PANAMA
CANAL- A GLANCE
The 48 mile-long (77 km) international waterway known as
the Panama Canal allows ships to pass
between the Atlantic Ocean and Pacific Ocean, saving
about 8000 miles (12,875 km) from a journey around the southern tip of South
America, Cape Horn.
History -
From 1819, Panama was part of the federation and country
of Colombia but when Colombia rejected United States plans to build a canal
across the Isthmus of Panama, the U.S. supported a revolution that led to the
independence of Panama in 1903.
The new
Panamanian government authorized French businessman Philippe Bunau-Varilla, to
negotiate a treaty with the United States. The Hay-Bunau-Varilla Treaty allowed
the U.S. to build the Panama Canal and provided for perpetual control of a zone
five-miles wide on either side of the canal.
Although
the French had attempted construction of a canal in the 1880s, the Panama Canal
was successfully built from 1904 to 1914. Once the canal was complete the U.S.
held a swath of land running the approximately 50 miles across the isthmus of
Panama.
The
division of the country of Panama into two parts by the U.S. territory of the
Canal Zone caused tension throughout the twentieth century. Additionally, the
self-contained Canal Zone (the official name for the U.S. territory in Panama)

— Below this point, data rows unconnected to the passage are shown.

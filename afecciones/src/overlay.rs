//! Moteur de superposition en mémoire
//!
//! Même sémantique que le chemin PostGIS: pré-filtre bbox, prédicat exact,
//! surface d'intersection en projection métrique. Utilisé par le backend
//! fichier et par les tests; les deux backends doivent rester
//! indistinguables pour l'appelant.

use std::cmp::Ordering;

use geo::{Area, BooleanOps, BoundingRect, Geometry, Intersects, MultiPolygon, Relate};

use crate::types::{AffectationResult, IntersectionKind};

/// Dilate une empreinte polygonale de `distance_m` mètres.
///
/// `distance_m <= 0` est l'identité: bufferiser à 0 doit produire
/// exactement les mêmes résultats que ne pas bufferiser.
pub fn dilate(footprint: &MultiPolygon<f64>, distance_m: f64) -> MultiPolygon<f64> {
    if distance_m <= 0.0 {
        footprint.clone()
    } else {
        geo_buffer::buffer_multi_polygon(footprint, distance_m)
    }
}

/// Pré-filtre grossier par rectangles englobants, l'équivalent de
/// l'opérateur `&&` de PostGIS avant le prédicat exact.
pub fn bbox_overlaps(a: &Geometry<f64>, b: &Geometry<f64>) -> bool {
    match (a.bounding_rect(), b.bounding_rect()) {
        (Some(ra), Some(rb)) => ra.intersects(&rb),
        _ => false,
    }
}

/// Évalue le prédicat exact entre l'empreinte de test et une feature.
///
/// `Dwithin` ne passe pas par ici: l'appelant dilate l'empreinte de la
/// distance demandée et teste `Intersects`.
pub fn predicate_holds(
    footprint: &Geometry<f64>,
    feature: &Geometry<f64>,
    kind: IntersectionKind,
) -> bool {
    let matrix = footprint.relate(feature);
    match kind {
        IntersectionKind::Intersects | IntersectionKind::Dwithin => matrix.is_intersects(),
        IntersectionKind::Contains => matrix.is_contains(),
        IntersectionKind::Within => matrix.is_within(),
    }
}

/// Surface d'intersection en m² entre l'empreinte et une feature.
///
/// Les features non surfaciques (lignes, points) ont une surface nulle,
/// comme `ST_Area` côté base.
pub fn intersection_area_m2(footprint: &MultiPolygon<f64>, feature: &Geometry<f64>) -> f64 {
    match crate::validate::to_polygonal(feature) {
        Some(mp) => footprint.intersection(&mp).unsigned_area(),
        None => 0.0,
    }
}

/// Pourcentage de l'empreinte couvert par `area_m2`, borné à [0,100].
///
/// Non arrondi: les comparaisons de seuil utilisent la valeur exacte.
pub fn percent_of(area_m2: f64, footprint_area_m2: f64) -> f64 {
    if footprint_area_m2 <= 0.0 {
        return 0.0;
    }
    (area_m2 / footprint_area_m2 * 100.0).clamp(0.0, 100.0)
}

/// Arrondi à 2 décimales, réservé à la présentation
pub fn round2(value: f64) -> f64 {
    (value * 100.0).round() / 100.0
}

/// Applique les seuils de bruit puis ordonne par pourcentage décroissant
/// (surface puis capa/feature comme départage, pour un ordre stable).
pub fn rank_results(results: &mut Vec<AffectationResult>, min_area_m2: f64, min_percent: f64) {
    results.retain(|r| r.area_m2 >= min_area_m2 && r.percent >= min_percent);
    results.sort_by(|a, b| {
        b.percent
            .partial_cmp(&a.percent)
            .unwrap_or(Ordering::Equal)
            .then_with(|| b.area_m2.partial_cmp(&a.area_m2).unwrap_or(Ordering::Equal))
            .then_with(|| a.layer.cmp(&b.layer))
            .then_with(|| a.feature_id.cmp(&b.feature_id))
    });
}

#[cfg(test)]
mod tests {
    use super::*;
    use geo::polygon;

    /// Parcelle carrée de 100 m × 100 m = 10 000 m²
    fn parcel() -> MultiPolygon<f64> {
        MultiPolygon::new(vec![polygon![
            (x: 0.0, y: 0.0),
            (x: 100.0, y: 0.0),
            (x: 100.0, y: 100.0),
            (x: 0.0, y: 100.0),
        ]])
    }

    fn result(layer: &str, feature_id: &str, area_m2: f64, percent: f64) -> AffectationResult {
        AffectationResult {
            layer: layer.to_string(),
            feature_id: feature_id.to_string(),
            intersection: IntersectionKind::Intersects,
            area_m2,
            percent,
            attributes: serde_json::Map::new(),
        }
    }

    #[test]
    fn test_full_containment_is_100_percent() {
        let parcel = parcel();
        let layer = Geometry::Polygon(polygon![
            (x: -50.0, y: -50.0),
            (x: 200.0, y: -50.0),
            (x: 200.0, y: 200.0),
            (x: -50.0, y: 200.0),
        ]);

        assert!(predicate_holds(
            &Geometry::MultiPolygon(parcel.clone()),
            &layer,
            IntersectionKind::Intersects
        ));

        let area = intersection_area_m2(&parcel, &layer);
        assert!((area - 10_000.0).abs() < 1.0, "area={}", area);
        assert!((percent_of(area, parcel.unsigned_area()) - 100.0).abs() < 0.01);
    }

    #[test]
    fn test_half_coverage_is_50_percent() {
        let parcel = parcel();
        // Couvre exactement la moitié est de la parcelle
        let layer = Geometry::Polygon(polygon![
            (x: 50.0, y: -10.0),
            (x: 300.0, y: -10.0),
            (x: 300.0, y: 110.0),
            (x: 50.0, y: 110.0),
        ]);

        let area = intersection_area_m2(&parcel, &layer);
        let percent = percent_of(area, parcel.unsigned_area());
        assert!((area - 5_000.0).abs() < 1.0, "area={}", area);
        assert!((round2(percent) - 50.0).abs() < f64::EPSILON);
    }

    #[test]
    fn test_disjoint_is_zero() {
        let parcel = parcel();
        let far = Geometry::Polygon(polygon![
            (x: 1000.0, y: 1000.0),
            (x: 1010.0, y: 1000.0),
            (x: 1010.0, y: 1010.0),
            (x: 1000.0, y: 1010.0),
        ]);

        assert!(!bbox_overlaps(&Geometry::MultiPolygon(parcel.clone()), &far));
        assert_eq!(intersection_area_m2(&parcel, &far), 0.0);
    }

    #[test]
    fn test_non_areal_feature_has_zero_area() {
        let parcel = parcel();
        let line = Geometry::LineString(geo::LineString::new(vec![
            geo::Coord { x: -10.0, y: 50.0 },
            geo::Coord { x: 110.0, y: 50.0 },
        ]));

        assert!(predicate_holds(
            &Geometry::MultiPolygon(parcel.clone()),
            &line,
            IntersectionKind::Intersects
        ));
        assert_eq!(intersection_area_m2(&parcel, &line), 0.0);
    }

    #[test]
    fn test_contains_and_within_orientation() {
        let parcel = parcel();
        let inner = Geometry::Polygon(polygon![
            (x: 10.0, y: 10.0),
            (x: 20.0, y: 10.0),
            (x: 20.0, y: 20.0),
            (x: 10.0, y: 20.0),
        ]);
        let outer = Geometry::Polygon(polygon![
            (x: -50.0, y: -50.0),
            (x: 200.0, y: -50.0),
            (x: 200.0, y: 200.0),
            (x: -50.0, y: 200.0),
        ]);

        let fp = Geometry::MultiPolygon(parcel);
        assert!(predicate_holds(&fp, &inner, IntersectionKind::Contains));
        assert!(!predicate_holds(&fp, &inner, IntersectionKind::Within));
        assert!(predicate_holds(&fp, &outer, IntersectionKind::Within));
        assert!(!predicate_holds(&fp, &outer, IntersectionKind::Contains));
    }

    #[test]
    fn test_dilate_zero_is_identity() {
        let parcel = parcel();
        let dilated = dilate(&parcel, 0.0);
        assert_eq!(dilated, parcel);
        let dilated = dilate(&parcel, -5.0);
        assert_eq!(dilated, parcel);
    }

    #[test]
    fn test_dilate_grows_intersected_area() {
        let parcel = parcel();
        // Feature adjacente: touche la parcelle en x=100 et s'étend au-delà
        let layer = Geometry::Polygon(polygon![
            (x: 100.0, y: 0.0),
            (x: 300.0, y: 0.0),
            (x: 300.0, y: 100.0),
            (x: 100.0, y: 100.0),
        ]);

        let base = intersection_area_m2(&parcel, &layer);
        let buffered_10 = intersection_area_m2(&dilate(&parcel, 10.0), &layer);
        let buffered_50 = intersection_area_m2(&dilate(&parcel, 50.0), &layer);

        // Monotonie: plus de buffer, jamais moins de surface
        assert!(buffered_10 >= base);
        assert!(buffered_50 >= buffered_10);
        // 10 m de dilatation vers une feature adjacente de 100 m de haut:
        // environ 1 000 m² de recouvrement nouveau
        assert!(buffered_10 > 900.0, "buffered_10={}", buffered_10);
    }

    #[test]
    fn test_percent_clamped() {
        assert_eq!(percent_of(200.0, 100.0), 100.0);
        assert_eq!(percent_of(-1.0, 100.0), 0.0);
        assert_eq!(percent_of(50.0, 0.0), 0.0);
    }

    #[test]
    fn test_round2_is_presentation_only() {
        assert_eq!(round2(33.333_333), 33.33);
        assert_eq!(round2(66.666_666), 66.67);
        assert_eq!(round2(100.0), 100.0);
    }

    #[test]
    fn test_rank_filters_noise_and_orders() {
        let mut results = vec![
            result("capa_a", "f1", 500.0, 5.0),
            result("capa_b", "f2", 9_000.0, 90.0),
            result("capa_c", "f3", 2_000.0, 20.0),
        ];

        rank_results(&mut results, 0.0, 10.0);

        assert_eq!(results.len(), 2);
        assert_eq!(results[0].layer, "capa_b");
        assert_eq!(results[1].layer, "capa_c");
    }

    #[test]
    fn test_rank_min_area_threshold() {
        let mut results = vec![
            result("capa_a", "f1", 0.5, 80.0),
            result("capa_b", "f2", 100.0, 1.0),
        ];

        rank_results(&mut results, 1.0, 0.0);

        assert_eq!(results.len(), 1);
        assert_eq!(results[0].layer, "capa_b");
    }

    #[test]
    fn test_rank_stable_tie_break() {
        let mut results = vec![
            result("capa_b", "f2", 100.0, 10.0),
            result("capa_a", "f1", 100.0, 10.0),
        ];

        rank_results(&mut results, 0.0, 0.0);

        assert_eq!(results[0].layer, "capa_a");
        assert_eq!(results[1].layer, "capa_b");
    }
}
//! Rapport de synchronisation avec graceful degradation
//!
//! Collecte les compteurs et erreurs d'un sync pour l'affichage console
//! et la sortie JSON.

use std::path::Path;
use std::time::Duration;

use anyhow::Result;
use serde::Serialize;

use crate::sync::SyncStrategy;

/// Statut global d'une synchronisation
#[derive(Debug, Clone, Copy, PartialEq, Eq, Serialize)]
#[serde(rename_all = "snake_case")]
pub enum SyncOutcome {
    /// Sync réussi sans perte
    Synced,
    /// Sync réussi mais des features ont été skippées
    PartialSuccess,
    /// Sync échoué; la table finale n'a pas été touchée
    Error,
}

/// Rapport complet d'une synchronisation de colección
#[derive(Debug, Clone, Serialize)]
pub struct SyncReport {
    /// Colección synchronisée
    pub collection_id: String,
    /// Stratégie d'écriture utilisée
    pub strategy: SyncStrategy,
    /// Durée totale
    pub duration_secs: f64,
    /// Statut global
    pub status: SyncOutcome,

    /// Nombre de pages récupérées
    pub pages: usize,
    /// Features reçues de la source
    pub features_fetched: usize,
    /// Lignes écrites dans la table finale par le swap
    pub features_written: u64,
    /// Features skippées (géométrie invalide, reprojection impossible)
    pub features_skipped: usize,
    /// Nombre de features de la colección après le swap
    pub feature_count: i64,

    /// Erreurs rencontrées
    pub errors: Vec<String>,
}

impl SyncReport {
    /// Crée un rapport vierge pour une colección
    pub fn new(collection_id: &str, strategy: SyncStrategy) -> Self {
        Self {
            collection_id: collection_id.to_string(),
            strategy,
            duration_secs: 0.0,
            status: SyncOutcome::Synced,
            pages: 0,
            features_fetched: 0,
            features_written: 0,
            features_skipped: 0,
            feature_count: 0,
            errors: Vec::new(),
        }
    }

    /// Enregistre une feature skippée
    pub fn record_skip(&mut self) {
        self.features_skipped += 1;
    }

    /// Enregistre une erreur
    pub fn record_error(&mut self, message: impl Into<String>) {
        self.errors.push(message.into());
    }

    /// Définit la durée du sync
    pub fn set_duration(&mut self, duration: Duration) {
        self.duration_secs = duration.as_secs_f64();
    }

    /// Détermine le statut final
    pub fn finalize(&mut self) {
        self.status = if !self.errors.is_empty() {
            SyncOutcome::Error
        } else if self.features_skipped > 0 {
            SyncOutcome::PartialSuccess
        } else {
            SyncOutcome::Synced
        };
    }

    /// Affiche le rapport sur la console
    pub fn display(&self) {
        println!("\n{}", "=".repeat(60));
        println!("SYNC REPORT - {}", self.collection_id);
        println!("{}", "=".repeat(60));

        println!("\nStatus: {:?}", self.status);
        println!("Strategy: {}", self.strategy);
        println!("Duration: {:.2}s", self.duration_secs);

        println!("\n--- SUMMARY ---");
        println!("Pages: {}", self.pages);
        println!(
            "Features: {} fetched, {} written, {} skipped",
            self.features_fetched, self.features_written, self.features_skipped
        );
        println!("Collection rows after swap: {}", self.feature_count);

        if !self.errors.is_empty() {
            println!("\n--- ERRORS ({}) ---", self.errors.len());
            for e in self.errors.iter().take(20) {
                println!("  {}", e);
            }
            if self.errors.len() > 20 {
                println!("  ... and {} more", self.errors.len() - 20);
            }
        }

        println!("\n{}", "=".repeat(60));
    }

    /// Sauvegarde le rapport en JSON
    pub fn save_to_file(&self, path: &Path) -> Result<()> {
        let json = serde_json::to_string_pretty(self)?;
        std::fs::write(path, json)?;
        Ok(())
    }

    /// Résumé compact sur une ligne
    pub fn summary(&self) -> String {
        format!(
            "{}: {:?}, {} fetched, {} written, {} skipped, {} errors",
            self.collection_id,
            self.status,
            self.features_fetched,
            self.features_written,
            self.features_skipped,
            self.errors.len()
        )
    }
}

#[cfg(test)]
mod tests {
    use super::*;

    #[test]
    fn test_finalize_synced() {
        let mut report = SyncReport::new("biodiversidad:enp", SyncStrategy::Replace);
        report.features_fetched = 10;
        report.features_written = 10;
        report.finalize();
        assert_eq!(report.status, SyncOutcome::Synced);
    }

    #[test]
    fn test_finalize_partial_on_skips() {
        let mut report = SyncReport::new("biodiversidad:enp", SyncStrategy::Replace);
        report.features_fetched = 10;
        report.features_written = 8;
        report.record_skip();
        report.record_skip();
        report.finalize();
        assert_eq!(report.status, SyncOutcome::PartialSuccess);
        assert_eq!(report.features_skipped, 2);
    }

    #[test]
    fn test_finalize_error() {
        let mut report = SyncReport::new("biodiversidad:enp", SyncStrategy::Upsert);
        report.record_error("page fetch failed at offset 15000");
        report.finalize();
        assert_eq!(report.status, SyncOutcome::Error);
    }

    #[test]
    fn test_summary_mentions_collection() {
        let mut report = SyncReport::new("ganaderia:vias_pecuarias", SyncStrategy::Append);
        report.features_fetched = 100;
        let summary = report.summary();
        assert!(summary.contains("ganaderia:vias_pecuarias"));
        assert!(summary.contains("100 fetched"));
    }
}
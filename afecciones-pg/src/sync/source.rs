//! Source de features externe
//!
//! Le client HTTP OGC Features est un collaborateur externe: ici seulement
//! le trait qu'il doit remplir, plus une source locale sur répertoire
//! GeoJSON pour le mode hors-ligne et les tests.

use std::collections::HashMap;
use std::path::PathBuf;
use std::sync::{Arc, Mutex};

use async_trait::async_trait;
use thiserror::Error;
use tracing::debug;

use crate::backend::file::{read_feature_collection, RawFeature};

/// Erreurs d'une source de features
#[derive(Debug, Error)]
pub enum SourceError {
    /// Timeout de la source; retentable
    #[error("source timeout: {0}")]
    Timeout(String),

    /// Erreur réseau/service passagère; retentable
    #[error("transient source error: {0}")]
    Transient(String),

    /// Colección inconnue de la source
    #[error("collection {0} not found in source")]
    CollectionNotFound(String),

    /// Erreur définitive (payload malformé, etc.)
    #[error("source error: {0}")]
    Fatal(String),
}

impl SourceError {
    /// Seuls les timeouts et les erreurs passagères méritent un retry
    pub fn is_retryable(&self) -> bool {
        matches!(self, Self::Timeout(_) | Self::Transient(_))
    }
}

/// Métadonnées d'une colección côté source
#[derive(Debug, Clone)]
pub struct CollectionInfo {
    pub id: String,
    pub title: Option<String>,
    /// EPSG des géométries renvoyées par la source
    pub crs_epsg: u32,
}

/// Feature brute renvoyée par la source
#[derive(Debug, Clone)]
pub struct SourceFeature {
    /// Identifiant stable fourni par la source, si elle en a un
    pub id: Option<String>,
    pub geometry: geo::Geometry<f64>,
    pub properties: serde_json::Map<String, serde_json::Value>,
}

/// Une page de features
#[derive(Debug)]
pub struct FeaturePage {
    pub features: Vec<SourceFeature>,
    /// Offset de la page suivante; None = dernière page
    pub next_offset: Option<u64>,
}

/// Contrat d'une source de features paginée
#[async_trait]
pub trait FeatureSource: Send + Sync {
    /// Colecciones disponibles côté source
    async fn collections(&self) -> Result<Vec<CollectionInfo>, SourceError>;

    /// Une page de features d'une colección
    async fn fetch_page(
        &self,
        collection_id: &str,
        offset: u64,
        limit: u64,
    ) -> Result<FeaturePage, SourceError>;
}

/// Source locale: un fichier `<collection>.geojson` par colección.
///
/// La pagination est simulée en mémoire; chaque fichier n'est parsé
/// qu'une fois.
pub struct GeoJsonDirSource {
    dir: PathBuf,
    crs_epsg: u32,
    cache: Mutex<HashMap<String, Arc<Vec<SourceFeature>>>>,
}

impl GeoJsonDirSource {
    /// `crs_epsg`: EPSG des fichiers du répertoire (4326 pour du GeoJSON
    /// RFC 7946, 25830 pour des exports déjà projetés)
    pub fn new(dir: impl Into<PathBuf>, crs_epsg: u32) -> Self {
        Self {
            dir: dir.into(),
            crs_epsg,
            cache: Mutex::new(HashMap::new()),
        }
    }

    fn collection_path(&self, collection_id: &str) -> PathBuf {
        self.dir.join(format!("{}.geojson", collection_id))
    }

    fn load(&self, collection_id: &str) -> Result<Arc<Vec<SourceFeature>>, SourceError> {
        if let Some(cached) = self
            .cache
            .lock()
            .unwrap_or_else(|e| e.into_inner())
            .get(collection_id)
        {
            return Ok(Arc::clone(cached));
        }

        let path = self.collection_path(collection_id);
        if !path.exists() {
            return Err(SourceError::CollectionNotFound(collection_id.to_string()));
        }

        let raw = read_feature_collection(&path).map_err(|e| SourceError::Fatal(e.to_string()))?;
        let features: Vec<SourceFeature> = raw
            .into_iter()
            .map(|RawFeature { id, geometry, properties }| SourceFeature {
                id,
                geometry,
                properties,
            })
            .collect();

        debug!(
            collection = collection_id,
            features = features.len(),
            "Collection loaded from directory source"
        );

        let features = Arc::new(features);
        self.cache
            .lock()
            .unwrap_or_else(|e| e.into_inner())
            .insert(collection_id.to_string(), Arc::clone(&features));
        Ok(features)
    }
}

#[async_trait]
impl FeatureSource for GeoJsonDirSource {
    async fn collections(&self) -> Result<Vec<CollectionInfo>, SourceError> {
        let pattern = self.dir.join("*.geojson");
        let entries = glob::glob(&pattern.to_string_lossy())
            .map_err(|e| SourceError::Fatal(e.to_string()))?;

        let mut collections = Vec::new();
        for entry in entries {
            let path = entry.map_err(|e| SourceError::Fatal(e.to_string()))?;
            if let Some(stem) = path.file_stem().and_then(|s| s.to_str()) {
                if stem == "parcels" {
                    continue;
                }
                collections.push(CollectionInfo {
                    id: stem.to_string(),
                    title: None,
                    crs_epsg: self.crs_epsg,
                });
            }
        }
        collections.sort_by(|a, b| a.id.cmp(&b.id));
        Ok(collections)
    }

    async fn fetch_page(
        &self,
        collection_id: &str,
        offset: u64,
        limit: u64,
    ) -> Result<FeaturePage, SourceError> {
        let features = self.load(collection_id)?;
        let total = features.len() as u64;
        let start = offset.min(total) as usize;
        let end = offset.saturating_add(limit).min(total) as usize;

        let page: Vec<SourceFeature> = features[start..end].to_vec();
        let next_offset = ((end as u64) < total).then_some(end as u64);

        Ok(FeaturePage {
            features: page,
            next_offset,
        })
    }
}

contributed little to the Panamanian economy. The residents of the Canal Zone
were primarily U.S. citizens and West Indians who worked in the Zone and on the
canal.
Anger
flared in the 1960s and led to anti-American riots. The U.S. and Panamanian
governments began to work together to solve the territorial issue. In 1977,
U.S. President Jimmy Carter signed a treaty which agreed to return 60% of the
Canal Zone to Panama in 1979. The canal and remaining territory, known as the
Canal Area, was returned to Panama at noon (local Panama time) on December 31,
1999.
Additionally,
from 1979 to 1999, a bi-national transitional Panama Canal Commission ran the
canal, with an American leader for the first decade and a Panamanian
administrator for the second. The transition at the end of 1999 was very
smooth, for over 90% of the canal employees were Panamanian by 1996.
The 1977
treaty established the canal as a neutral international waterway and even in
times of war any vessel is guaranteed safe passage. After the 1999 hand-over,
the U.S. and Panama jointly shared duties in defending the canal.
Operation
of the Panama Canal
The canal makes the trip from the east coast to the west
coast of the U.S. much shorter than the route taken around the tip of South
America prior to 1914. Though traffic continues to increase through the canal,
many oil supertankers and military battleships and aircraft carriers can not
fit through the canal. There's even a class of ships known as
"Panamax," those built to the maximum capacity of the Panama canal
and its locks.
It takes
approximately fifteen hours to traverse the canal through its three sets of
locks (about half the time is spent waiting due to traffic). Ships passing
through the canal from the Atlantic Ocean to the Pacific Ocean actually move
from the northwest to the southeast, due to the east-west orientation of the
Isthmus of Panama.
Panama Canal
Expansion
In September, 2007 work began on a $5.2 billion project
to expand the Panama Canal. Expected to be complete in 2014, the Panama Canal
expansion project will allow ships double the size of current Panamax to pass
through the canal, dramatically increasing the amount of goods that can pass
through the canal.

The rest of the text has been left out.